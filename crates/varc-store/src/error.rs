use std::fmt;

use varc_types::ArchivePath;

/// Which exclusivity rule a rejected placement violated.
#[derive(Clone, Copy, Debug, PartialEq, Eq)]
pub enum ConflictKind {
    /// An ancestor of the target is an asset, so it cannot have children.
    AncestorIsAsset,
    /// The target already has stored descendants, so it cannot be an asset.
    HasDescendants,
    /// The target is an asset, so it cannot become a directory.
    OccupiedByAsset,
    /// The root is always a directory.
    Root,
}

impl fmt::Display for ConflictKind {
    fn fmt(&self, f: &mut fmt::Formatter<'_>) -> fmt::Result {
        match self {
            Self::AncestorIsAsset => write!(f, "an ancestor is an asset"),
            Self::HasDescendants => write!(f, "the path already has children"),
            Self::OccupiedByAsset => write!(f, "the path is occupied by an asset"),
            Self::Root => write!(f, "the root is always a directory"),
        }
    }
}

/// Errors from content store operations.
#[derive(Debug, thiserror::Error, PartialEq, Eq)]
pub enum StoreError {
    /// A placement would break directory/asset exclusivity.
    #[error("cannot place {path}: {kind} (conflicts with {conflicting})")]
    PathConflict {
        path: ArchivePath,
        conflicting: ArchivePath,
        kind: ConflictKind,
    },

    /// The path has no direct entry.
    #[error("path not found: {0}")]
    NotFound(ArchivePath),
}

/// Result alias for store operations.
pub type StoreResult<T> = Result<T, StoreError>;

================================

Task instructions
The answer must be a verbatim transcription of all the entries.

Problem solution
filename crates/varc-store/src/error.rs
use std::fmt;

use varc_types::ArchivePath;

/// Which exclusivity rule a rejected placement violated.
#[derive(Clone, Copy, Debug, PartialEq, Eq)]
pub enum ConflictKind {
    /// An ancestor of the target is an asset, so it cannot have children.
    AncestorIsAsset,
    /// The target already has stored descendants, so it cannot be an asset.
    HasDescendants,
    /// The target is an asset, so it cannot become a directory.
    OccupiedByAsset,
    /// The root is always a directory.
    Root,
}

impl fmt::Display for ConflictKind {
    fn fmt(&self, f: &mut fmt::Formatter<'_>) -> fmt::Result {
        match self {
            Self::AncestorIsAsset => write!(f, "an ancestor is an asset"),
            Self::HasDescendants => write!(f, "the path already has children"),
            Self::OccupiedByAsset => write!(f, "the path is occupied by an asset"),
            Self::Root => write!(f, "the root is always a directory"),
        }
    }
}

/// Errors from content store operations.
#[derive(Debug, thiserror::Error, PartialEq, Eq)]
pub enum StoreError {
    /// A placement would break directory/asset exclusivity.
    #[error("cannot place {path}: {kind} (conflicts with {conflicting})")]
    PathConflict {
        path: ArchivePath,
        conflicting: ArchivePath,
        kind: ConflictKind,
    },

    /// The path has no direct entry.
    #[error("path not found: {0}")]
    NotFound(ArchivePath),
}

/// Result alias for store operations.
pub type StoreResult<T> = Result<T, StoreError>;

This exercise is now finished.